Converting a String of Characters to a Negative Integer

**FJRRulz** · 04-05-2008

I have a function called strToInt that accepts a string of characters and converts it to an integer:

insert

Code:

int strToInt (const char str[])
{
	int i, intValue, result = 0;
	
	for (i = 0; str[i] >= '0' && str[i] <= '9'; ++i)
	{
		intValue = str[i] - '0';
		result = result * 10 + intValue;
	}
	return result;
}

I am trying to add to this function so that it detects a '-' as the first character in the string and converts the string to a negative number instead. How would I implement that? Thanks for any help!

**tabstop** · 04-05-2008

Use a flag; if the first character is a '-', then set the flag; if the flag is set at the end, multiply by -1.

**FJRRulz** · 04-05-2008

OK I added this code but it still doesn't seem to be working correctly:

insert

Code:

int strToInt (const char str[])
{
	int i, intValue, result = 0;
	int negative;
	
	for (i = 0; str[i] >= '0' && str[i] <= '9'; ++i)
	{
		if (str[0] == '-')
		{
			negative = 1;
		}
		else
		{
			negative = 0;
		}
		
		intValue = str[i] - '0';
		result = result * 10 + intValue;
		
		if (negative == 1)
		{
			result = result*(-1);
		}
		else
		{
			result = result;
		}
	}
	return result;
}

**tabstop** · 04-05-2008

Notice that if your leading character is '-', your for loop never happens.

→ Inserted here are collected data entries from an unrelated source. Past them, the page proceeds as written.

//! Song page data models.
//!
//! `SongInfo` is the flat, display-ready shape produced by the extraction
//! pipeline. Lyric records mirror the page's hydration payload; enriched
//! fields are carried verbatim as JSON values.

use serde::{Deserialize, Serialize};
use serde_json::Value;

/// A single word of a timed lyric line.
#[derive(Debug, Clone, PartialEq, Deserialize, Serialize)]
pub struct LyricWord {
    #[serde(default)]
    pub text: String,
    #[serde(rename = "startMs", default)]
    pub start_ms: i64,
    #[serde(rename = "endMs", default)]
    pub end_ms: i64,
}

/// One lyric line. Lines with `kind == "lrc"` are metadata (credits)
/// rather than sung content and carry no words.
#[derive(Debug, Clone, PartialEq, Default, Deserialize, Serialize)]
pub struct LyricSentence {
    #[serde(rename = "startMs", default)]
    pub start_ms: i64,
    #[serde(rename = "endMs", default)]
    pub end_ms: i64,
    #[serde(default)]
    pub text: String,
    #[serde(default)]
    pub words: Vec<LyricWord>,
    #[serde(rename = "type", default, skip_serializing_if = "Option::is_none")]
    pub kind: Option<String>,
}

/// The lyric block of an `audioWithLyricsOption` node.
#[derive(Debug, Clone, PartialEq, Default, Deserialize, Serialize)]
pub struct Lyrics {
    #[serde(rename = "lyricType", default)]
    pub lyric_type: String,
    #[serde(default)]
    pub sentences: Vec<LyricSentence>,
}

/// The two derived lyric text blocks: standard LRC and word-level
/// (enhanced) LRC.
#[derive(Debug, Clone, PartialEq, Default, Serialize, Deserialize)]
pub struct FormattedLyrics {
    pub lrc: String,
    #[serde(rename = "wordLrc")]
    pub word_lrc: String,
}

/// Lyricist/composer names recovered from metadata lyric lines.
/// A field is omitted entirely when its list is empty.
#[derive(Debug, Clone, PartialEq, Default, Serialize, Deserialize)]
pub struct Contributors {
    #[serde(skip_serializing_if = "Option::is_none")]
    pub lyricists: Option<Vec<String>>,
    #[serde(skip_serializing_if = "Option::is_none")]
    pub composers: Option<Vec<String>>,
}

/// Flat song record combining identity fields, the two lyric encodings
/// and enriched passthrough data copied verbatim from the page payload.
///
/// The projector never emits a partial value: either every identity field
/// resolves or projection yields `None`. Enriched fields are optional and
/// dropped from the serialized form when absent.
#[derive(Debug, Clone, PartialEq, Serialize)]
pub struct SongInfo {
    pub title: String,
    pub artists: Vec<String>,
    pub album: String,
    #[serde(rename = "coverUrl")]
    pub cover_url: String,
    #[serde(rename = "audioUrl")]
    pub audio_url: String,
    pub lyrics: FormattedLyrics,
    #[serde(skip_serializing_if = "Option::is_none")]
    pub contributors: Option<Contributors>,
    #[serde(rename = "trackInfo", skip_serializing_if = "Option::is_none")]
    pub track_info: Option<Value>,
    #[serde(rename = "bitRates", skip_serializing_if = "Option::is_none")]
    pub bit_rates: Option<Value>,
    #[serde(rename = "labelInfo", skip_serializing_if = "Option::is_none")]
    pub label_info: Option<Value>,
    #[serde(skip_serializing_if = "Option::is_none")]
    pub stats: Option<Value>,
    #[serde(skip_serializing_if = "Option::is_none")]
    pub colors: Option<Value>,
    #[serde(rename = "albumInfo", skip_serializing_if = "Option::is_none")]
    pub album_info: Option<Value>,
    #[serde(rename = "artistDetails", skip_serializing_if = "Option::is_none")]
    pub artist_details: Option<Value>,
    #[serde(skip_serializing_if = "Option::is_none")]
    pub comments: Option<Value>,
    #[serde(rename = "artistTracks", skip_serializing_if = "Option::is_none")]
    pub artist_tracks: Option<Value>,
    #[serde(rename = "relatedTracks", skip_serializing_if = "Option::is_none")]
    pub related_tracks: Option<Value>,
    #[serde(rename = "chartTracks", skip_serializing_if = "Option::is_none")]
    pub chart_tracks: Option<Value>,
    #[serde(skip_serializing_if = "Option::is_none")]
    pub anchor: Option<Value>,
}

impl SongInfo {
    /// Render the song as an importable JavaScript module, for downstream
    /// tooling that consumes the extraction as source code.
    pub fn to_js_module(&self, variable_name: &str) -> String {
        let json = serde_json::to_string_pretty(self)
            .unwrap_or_else(|_| "null".to_string());
        format!("const {variable_name} = {json};\nexport default {variable_name};\n")
    }
}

Do the check outside the for-loop; and in that case make sure your loop starts at 1 instead of 0.

**FJRRulz** · 04-05-2008

OK so I made these modifications:

Code:

int strToInt (const char str[])
{
	int i, intValue, result, posResult = 0;
	int negative;
	
	if (str[0] == '-')
	{
		for (i = 1; str[i] >= '0' && str[i] <= '9'; ++i)
		{	
			intValue = str[i] - '0';
			posResult = posResult * 10 + intValue;
			result = posResult * (-1);
		}
	}
	else
	{
		for (i = 0; str[i] >= '0' && str[i] <= '9'; ++i)
		{	
			intValue = str[i] - '0';
			result = result * 10 + intValue;
		}
	}
	return result;
}

However, now the only conversion that works correctly is the one for negative numbers. Each positive number that is returned has a 36 in front of it.

**tabstop** · 04-05-2008

And you initialize result where?

**FJRRulz** · 04-05-2008

I use the line

Code:

printf("%i\n",strToInt(var1));

where var1 is the name of the string that I am converting. The string contains the characters 5 and 8, but it is printing out 3658.

I set result to 0 at the beginning of the function.

**tabstop** · 04-05-2008

Originally Posted by FJRRulz

I set result to 0 at the beginning of the function.

If you did, I wouldn't have asked the question.

**vart** · 04-05-2008

I set result to 0

In your dreams? Check the code

**FJRRulz** · 04-05-2008

Wow, quite the stupid mistake. Thank you good sir, it works.

**matsp** · 04-05-2008

Also, you can quite easily make that into one loop, instead of two loops inside if-else statement. And, you are not supposed to multiply the result by -1 every loop iteration - just once when you have collected all the digits is fine.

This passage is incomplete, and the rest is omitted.